//! The serial transmitter.
//!
//! Writing `SBUF` starts a transmission, which takes a number of machine cycles
//! set by the baud rate (see [`tx_cycles`]). While it is in flight, `SCON.TI` is clear.
//! When it completes, `TI` is set and the byte in `SBUF` is sent out.
//!
//! Only one transmission is in flight at a time. Writing `SBUF` again restarts it.
//!
//! Reception is driven externally (see [`Simulator::receive_serial`]).
//!
//! [`Simulator::receive_serial`]: crate::sim::Simulator::receive_serial

use crate::sfr::{self, scon, tcon};
use crate::sim::mem::MemArray;

/// Duration of a transmission (in machine cycles) when timer 1 is not running.
pub const FALLBACK_TX_CYCLES: i64 = 120;

/// The state of the serial transmitter.
#[derive(Debug, Clone, Copy, Default, PartialEq, Eq, Hash)]
pub struct SerialTx {
    pending: bool,
    remaining: i64,
}
impl SerialTx {
    /// Whether a transmission is in flight.
    pub fn pending(&self) -> bool {
        self.pending
    }
    /// The number of cycles left in the current transmission.
    ///
    /// This is not meaningful if no transmission is pending.
    pub fn remaining(&self) -> i64 {
        self.remaining
    }

    /// Advances the transmitter by `cycles` machine cycles.
    ///
    /// If the pending transmission completes, this sets `TI` and returns the byte in `SBUF`.
    /// Then, if `wrote_sbuf` is set, a new transmission starts.
    pub(crate) fn tick(&mut self, mem: &mut MemArray, cycles: u32, wrote_sbuf: bool) -> Option<u8> {
        let mut sent = None;

        if self.pending {
            self.remaining -= i64::from(cycles);
            if self.remaining <= 0 {
                self.pending = false;
                mem[sfr::SCON] |= scon::TI;
                sent = Some(mem[sfr::SBUF]);
            }
        }

        if wrote_sbuf {
            self.pending = true;
            self.remaining = tx_cycles(mem);
            mem[sfr::SCON] &= !scon::TI;
        }

        sent
    }
}

/// The number of machine cycles one transmission takes with the current configuration.
///
/// This is `max(12, (256 - TH1) * 12)` if timer 1 is running (as the baud generator),
/// and [`FALLBACK_TX_CYCLES`] otherwise.
pub fn tx_cycles(mem: &MemArray) -> i64 {
    match mem[sfr::TCON] & tcon::TR1 != 0 {
        true  => ((256 - i64::from(mem[sfr::TH1])) * 12).max(12),
        false => FALLBACK_TX_CYCLES,
    }
}

#[cfg(test)]
mod tests {
    use crate::sfr::{self, scon, tcon};
    use crate::sim::mem::MemArray;

    use super::{tx_cycles, SerialTx, FALLBACK_TX_CYCLES};

    #[test]
    fn test_tx_cycles() {
        let mut mem = MemArray::new(&mut 0u8);
        assert_eq!(tx_cycles(&mem), FALLBACK_TX_CYCLES);

        mem[sfr::TCON] = tcon::TR1;
        mem[sfr::TH1] = 0xFD;
        assert_eq!(tx_cycles(&mem), 36);

        mem[sfr::TH1] = 0xFF;
        assert_eq!(tx_cycles(&mem), 12);
        mem[sfr::TH1] = 0x00;
        assert_eq!(tx_cycles(&mem), 256 * 12);
    }

    #[test]
    fn test_transmit() {
        let mut mem = MemArray::new(&mut 0u8);
        let mut tx = SerialTx::default();
        mem[sfr::SCON] = scon::TI;
        mem[sfr::SBUF] = b'H';

        assert_eq!(tx.tick(&mut mem, 1, true), None);
        assert!(tx.pending());
        assert_eq!(tx.remaining(), FALLBACK_TX_CYCLES);
        assert_eq!(mem[sfr::SCON] & scon::TI, 0);

        assert_eq!(tx.tick(&mut mem, 100, false), None);
        assert_eq!(tx.remaining(), 20);

        assert_eq!(tx.tick(&mut mem, 25, false), Some(b'H'));
        assert!(!tx.pending());
        assert_eq!(mem[sfr::SCON] & scon::TI, scon::TI);

        // nothing more is sent
        assert_eq!(tx.tick(&mut mem, 500, false), None);
    }

    #[test]
    fn test_restart() {
        let mut mem = MemArray::new(&mut 0u8);
        let mut tx = SerialTx::default();
        mem[sfr::SBUF] = b'a';
        tx.tick(&mut mem, 1, true);
        tx.tick(&mut mem, 100, false);

        // a second write restarts the countdown
        mem[sfr::SBUF] = b'b';
        assert_eq!(tx.tick(&mut mem, 1, true), None);
        assert_eq!(tx.remaining(), FALLBACK_TX_CYCLES);
    }
}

YOUR INSTRUCTIONS =>
All records shown above are to be given again verbatim.

COMPLETED EXERCISE =>
//! The serial transmitter.
//!
//! Writing `SBUF` starts a transmission, which takes a number of machine cycles
//! set by the baud rate (see [`tx_cycles`]). While it is in flight, `SCON.TI` is clear.
//! When it completes, `TI` is set and the byte in `SBUF` is sent out.
//!
//! Only one transmission is in flight at a time. Writing `SBUF` again restarts it.
//!
//! Reception is driven externally (see [`Simulator::receive_serial`]).
//!
//! [`Simulator::receive_serial`]: crate::sim::Simulator::receive_serial

use crate::sfr::{self, scon, tcon};
use crate::sim::mem::MemArray;

/// Duration of a transmission (in machine cycles) when timer 1 is not running.
pub const FALLBACK_TX_CYCLES: i64 = 120;

/// The state of the serial transmitter.
#[derive(Debug, Clone, Copy, Default, PartialEq, Eq, Hash)]
pub struct SerialTx {
    pending: bool,
    remaining: i64,
}
impl SerialTx {
    /// Whether a transmission is in flight.
    pub fn pending(&self) -> bool {
        self.pending
    }
    /// The number of cycles left in the current transmission.
    ///
    /// This is not meaningful if no transmission is pending.
    pub fn remaining(&self) -> i64 {
        self.remaining
    }

    /// Advances the transmitter by `cycles` machine cycles.
    ///
    /// If the pending transmission completes, this sets `TI` and returns the byte in `SBUF`.
    /// Then, if `wrote_sbuf` is set, a new transmission starts.
    pub(crate) fn tick(&mut self, mem: &mut MemArray, cycles: u32, wrote_sbuf: bool) -> Option<u8> {
        let mut sent = None;

        if self.pending {
            self.remaining -= i64::from(cycles);
            if self.remaining <= 0 {
                self.pending = false;
                mem[sfr::SCON] |= scon::TI;
                sent = Some(mem[sfr::SBUF]);
            }
        }

        if wrote_sbuf {
            self.pending = true;
            self.remaining = tx_cycles(mem);
            mem[sfr::SCON] &= !scon::TI;
        }

        sent
    }
}

/// The number of machine cycles one transmission takes with the current configuration.
///
/// This is `max(12, (256 - TH1) * 12)` if timer 1 is running (as the baud generator),
/// and [`FALLBACK_TX_CYCLES`] otherwise.
pub fn tx_cycles(mem: &MemArray) -> i64 {
    match mem[sfr::TCON] & tcon::TR1 != 0 {
        true  => ((256 - i64::from(mem[sfr::TH1])) * 12).max(12),
        false => FALLBACK_TX_CYCLES,
    }
}

#[cfg(test)]
mod tests {
    use crate::sfr::{self, scon, tcon};
    use crate::sim::mem::MemArray;

    use super::{tx_cycles, SerialTx, FALLBACK_TX_CYCLES};

    #[test]
    fn test_tx_cycles() {
        let mut mem = MemArray::new(&mut 0u8);
        assert_eq!(tx_cycles(&mem), FALLBACK_TX_CYCLES);

        mem[sfr::TCON] = tcon::TR1;
        mem[sfr::TH1] = 0xFD;
        assert_eq!(tx_cycles(&mem), 36);

        mem[sfr::TH1] = 0xFF;
        assert_eq!(tx_cycles(&mem), 12);
        mem[sfr::TH1] = 0x00;
        assert_eq!(tx_cycles(&mem), 256 * 12);
    }

    #[test]
    fn test_transmit() {
        let mut mem = MemArray::new(&mut 0u8);
        let mut tx = SerialTx::default();
        mem[sfr::SCON] = scon::TI;
        mem[sfr::SBUF] = b'H';

        assert_eq!(tx.tick(&mut mem, 1, true), None);
        assert!(tx.pending());
        assert_eq!(tx.remaining(), FALLBACK_TX_CYCLES);
        assert_eq!(mem[sfr::SCON] & scon::TI, 0);

        assert_eq!(tx.tick(&mut mem, 100, false), None);
        assert_eq!(tx.remaining(), 20);

        assert_eq!(tx.tick(&mut mem, 25, false), Some(b'H'));
        assert!(!tx.pending());
        assert_eq!(mem[sfr::SCON] & scon::TI, scon::TI);

        // nothing more is sent
        assert_eq!(tx.tick(&mut mem, 500, false), None);
    }

    #[test]
    fn test_restart() {
        let mut mem = MemArray::new(&mut 0u8);
        let mut tx = SerialTx::default();
        mem[sfr::SBUF] = b'a';
        tx.tick(&mut mem, 1, true);
        tx.tick(&mut mem, 100, false);

        // a second write restarts the countdown
        mem[sfr::SBUF] = b'b';
        assert_eq!(tx.tick(&mut mem, 1, true), None);
        assert_eq!(tx.remaining(), FALLBACK_TX_CYCLES);
    }
}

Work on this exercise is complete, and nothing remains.